February 12th 2017 10:36

My dear Regina

I feel like I should apologise about yesterday. I truly didn't mean to upset you.

I know you heard me knocking but as I'm assuming you didn't want to talk, I took Henry to stay with my parents. I wanted him to spend the time I have in Storybrooke with you but I suppose I can understand why you felt that was not a good idea. Henry, as I have told you over text, will be returning to the mansion to stay there while I stay with my parents. I see that you are not wanting for me to be around you right now and I understand. Not that I am happy about it, because I came to see you of course. I didn't want to leave you alone. I wanted to be there for you in any way that I could be but you ignoring me… well I have to admit that it hurt. What could I do? If you had waited thirty seconds you would have heard Henry say that he is not upset at the thought of us, that he is actually quite excited.

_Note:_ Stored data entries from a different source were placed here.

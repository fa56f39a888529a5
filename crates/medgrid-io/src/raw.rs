//! Raw capture format
//!
//! A raw capture is a headerless stream of `width * height` unsigned 16-bit
//! samples in row-major order. The byte order is not recorded in the file
//! and must be supplied by the caller; little-endian is the norm for the
//! sensors this targets.

use crate::{IoError, IoResult};
use medgrid_core::Grid16;
use std::fs::File;
use std::io::{BufReader, BufWriter, Read, Write};
use std::path::Path;

/// Default capture width in samples
pub const DEFAULT_RAW_WIDTH: u32 = 2048;

/// Default capture height in samples
pub const DEFAULT_RAW_HEIGHT: u32 = 2560;

/// Byte order of 16-bit samples
#[derive(Debug, Clone, Copy, PartialEq, Eq, Default)]
pub enum ByteOrder {
    /// Least significant byte first
    #[default]
    Little,
    /// Most significant byte first
    Big,
}

impl ByteOrder {
    #[inline]
    fn decode(self, bytes: [u8; 2]) -> u16 {
        match self {
            ByteOrder::Little => u16::from_le_bytes(bytes),
            ByteOrder::Big => u16::from_be_bytes(bytes),
        }
    }

    #[inline]
    fn encode(self, value: u16) -> [u8; 2] {
        match self {
            ByteOrder::Little => value.to_le_bytes(),
            ByteOrder::Big => value.to_be_bytes(),
        }
    }
}

/// Declared layout of a raw capture
#[derive(Debug, Clone, Copy, PartialEq, Eq)]
pub struct RawSpec {
    /// Width in samples
    pub width: u32,
    /// Height in samples
    pub height: u32,
    /// Sample byte order
    pub byte_order: ByteOrder,
}

impl Default for RawSpec {
    fn default() -> Self {
        Self {
            width: DEFAULT_RAW_WIDTH,
            height: DEFAULT_RAW_HEIGHT,
            byte_order: ByteOrder::Little,
        }
    }
}

impl RawSpec {
    /// Little-endian layout with the given dimensions
    pub fn new(width: u32, height: u32) -> Self {
        Self {
            width,
            height,
            byte_order: ByteOrder::Little,
        }
    }

    /// Use the given byte order
    pub fn with_byte_order(mut self, byte_order: ByteOrder) -> Self {
        self.byte_order = byte_order;
        self
    }

    /// Exact file size in bytes
    pub fn byte_len(&self) -> usize {
        (self.width as usize) * (self.height as usize) * 2
    }
}

/// Decode a raw capture from a reader.
///
/// # Errors
///
/// Returns `IoError::SizeMismatch` unless the stream holds exactly
/// `width * height * 2` bytes, and `IoError::Core` for zero dimensions.
pub fn read_raw<R: Read>(reader: R, spec: &RawSpec) -> IoResult<Grid16> {
    let expected = spec.byte_len();
    let mut buf = Vec::with_capacity(expected);
    // Read one byte past the expected size so oversized files are caught
    reader.take(expected as u64 + 1).read_to_end(&mut buf)?;
    if buf.len() != expected {
        return Err(IoError::SizeMismatch {
            expected,
            actual: buf.len(),
        });
    }

    let data = buf
        .chunks_exact(2)
        .map(|b| spec.byte_order.decode([b[0], b[1]]))
        .collect();

    Ok(Grid16::from_data(spec.width, spec.height, data)?)
}

/// Decode a raw capture file.
///
/// The file length is checked before reading so a wrong size reports the
/// real byte count.
pub fn read_raw_file(path: impl AsRef<Path>, spec: &RawSpec) -> IoResult<Grid16> {
    let file = File::open(path.as_ref())?;
    let actual = file.metadata()?.len() as usize;
    if actual != spec.byte_len() {
        return Err(IoError::SizeMismatch {
            expected: spec.byte_len(),
            actual,
        });
    }
    read_raw(BufReader::new(file), spec)
}

/// Encode a grid as raw samples.
pub fn write_raw<W: Write>(grid: &Grid16, mut writer: W, byte_order: ByteOrder) -> IoResult<()> {
    for &v in grid.data() {
        writer.write_all(&byte_order.encode(v))?;
    }
    writer.flush()?;
    Ok(())
}

/// Encode a grid to a raw file.
pub fn write_raw_file(
    grid: &Grid16,
    path: impl AsRef<Path>,
    byte_order: ByteOrder,
) -> IoResult<()> {
    let file = File::create(path.as_ref())?;
    write_raw(grid, BufWriter::new(file), byte_order)
}

#[cfg(test)]
mod tests {
    use super::*;

    #[test]
    fn test_read_raw_little_endian() {
        let bytes = [0x01, 0x00, 0x00, 0x01, 0xff, 0xff, 0x34, 0x12];
        let grid = read_raw(&bytes[..], &RawSpec::new(2, 2)).unwrap();
        assert_eq!(grid.data(), &[1, 256, 65535, 0x1234]);
    }

    #[test]
    fn test_read_raw_big_endian() {
        let bytes = [0x12, 0x34, 0x00, 0x01];
        let spec = RawSpec::new(2, 1).with_byte_order(ByteOrder::Big);
        let grid = read_raw(&bytes[..], &spec).unwrap();
        assert_eq!(grid.data(), &[0x1234, 1]);
    }

    #[test]
    fn test_read_raw_size_mismatch() {
        let short = [0u8; 6];
        assert!(matches!(
            read_raw(&short[..], &RawSpec::new(2, 2)),
            Err(IoError::SizeMismatch {
                expected: 8,
                actual: 6
            })
        ));

        let long = [0u8; 12];
        assert!(matches!(
            read_raw(&long[..], &RawSpec::new(2, 2)),
            Err(IoError::SizeMismatch {
                expected: 8,
                actual: 9
            })
        ));
    }

    #[test]
    fn test_read_raw_zero_dimensions() {
        assert!(matches!(
            read_raw(&[][..], &RawSpec::new(0, 4)),
            Err(IoError::Core(_))
        ));
    }

    #[test]
    fn test_write_raw_big_endian() {
        let grid = Grid16::from_data(2, 1, vec![0x1234, 0xabcd]).unwrap();
        let mut out = Vec::new();
        write_raw(&grid, &mut out, ByteOrder::Big).unwrap();
        assert_eq!(out, vec![0x12, 0x34, 0xab, 0xcd]);
    }

    #[test]
    fn test_default_spec() {
        let spec = RawSpec::default();
        assert_eq!((spec.width, spec.height), (2048, 2560));
        assert_eq!(spec.byte_order, ByteOrder::Little);
        assert_eq!(spec.byte_len(), 2048 * 2560 * 2);
    }
}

I guess my question is… well is it me that you're embarrassed about? The thought of associating yourself personally and romantically with a dumb, blonde, uncouth orphan that puts you off? I get it. It's been the reason with others. Maybe I thought you were different. Maybe I expected too much of… no. I'm not going there. You are not that person anymore. But guess what. Neither am I.

This was not the way I wanted this to go. I'm upset I guess. I can't help but feel offended.

But on the other hand I completely get it. I met your mother. I understand.

I just want to tell you that Henry is happy that you seem happy. He said it. Those words. To my face. It got me thinking. He's right. I am happy with you. I thought we were both getting to a good place. Now who knows?